Wroclaw gymnastics feud
In the Breslau gymnastics feud in 1819, as a result of the events at the Wartburg Festival in 1817, violent disputes between gymnasts and gymnasts over the gymnastics goal came about , as a result of which the gymnasium in Breslau was closed. It therefore represented the prelude to the gymnastics ban that came into effect only a short time later.
When the rector of the Elisabet-Gymnasium in Breslau , Karl Friedrich Etzler , had spoken out very clearly against gymnastics in public, there was a dispute between him and some of his students and other gymnasts on the gymnastics field. The dispute began to widen very quickly as various professors made this dispute the platform for their political views. These controversial discussions soon escalated into debates where personal insults were the order of the day.
On the one hand, there were the "gymnastics friends" with the Germanists Franz Passow , Christian Wilhelm Harnisch and Hans Ferdinand Maßmann at the head, on the other, the "gymnasts" led by the philosopher Henrich Steffens and the historian Karl Adolf Menzel . In 1818, Passow wrote “Turnziel. Gymnastics friends and gymnasts ”in the sense of Friedrich Ludwig Jahn emphasizes the egalitarian social goals of the early gymnastics movement.

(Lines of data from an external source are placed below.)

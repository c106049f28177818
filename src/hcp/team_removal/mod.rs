//! Team removal module - classify emails against a team and remove members in bulk

mod commands;
mod executor;
mod models;
mod plan;

pub use commands::run_remove_command;
pub use executor::{execute_removal, verify_removal};
pub use models::{
    Classification, EmailStatus, EmailTask, ExitStatus, QueuedRemoval, RemovalOutcome,
    RemovalPlan, RunReport, VerificationEntry, FATAL_ERROR_CODE,
};
pub use plan::{build_plan, lookup_tasks};
//! Teams module - list teams and resolve a team by name

mod api;
mod models;

pub use models::{Team, TeamAttributes};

He wanted to do away with the still prevailing class contradictions and thus modernize the school system. At the same time, however, the state and society should also change. Steffens, on the other hand, took a stand against the broad political and even cultural revolutionary significance of gymnastics. He valued the services of Jahn and the gymnastics movement to the physical education (a term going back to the French doctor Pierre Brouzet, 1714–1772) of the youth, but everything that was demanded in terms of political ideas, he considered dangerous nonsense.
The Prussian captain Wilhelm von Schmeling stood between the warring camps and saw school gymnastics as a task of the military, which he clearly expressed in his book "Landwehr".
After the murder of the writer August von Kotzebue on March 23, 1819 by the student and gymnast Karl Ludwig Sand in Mannheim , the Prussian King Friedrich Wilhelm III. forbid gymnastics in the summer of the same year. The dispute in Breslau confirmed the Prussian king's reservations about gymnastics. On January 2, 1820, Police Minister Karl August von Hardenberg had a corresponding decree (" Turnsperre ") published (quote: "As His Majesty's serious will ... that all gymnastics should absolutely cease").
The participants in the Breslau gymnastics feud were given severe reprimands; Maßmann was expelled to Magdeburg . The king ordered the closure of the gymnasiums in Berlin and Breslau and instructed his ministers to put an end to the spirit of unrest, especially in the universities and gymnasiums.
literature
- The Breslau gymnastics feud: a prelude to the first demagogue persecution, Wilhelm Rudkowski, 1911
- Yearbook of the Silesian Friedrich-Wilhelms-Universität zu Breslau, Volume 33, publication (Göttinger Arbeitskreis), Göttingen Arbeitskreis, Holzner-Verlag, 1993
Individual evidence
- ^ Josef N. Neumann: Pediatrics (modern times). In: Werner E. Gerabek , Bernhard D. Haage, Gundolf Keil , Wolfgang Wegner (eds.): Enzyklopädie Medizingeschichte. De Gruyter, Berlin / New York 2005, ISBN 3-11-015714-4 , pp. 743-749; here: p. 745 ( physical education ).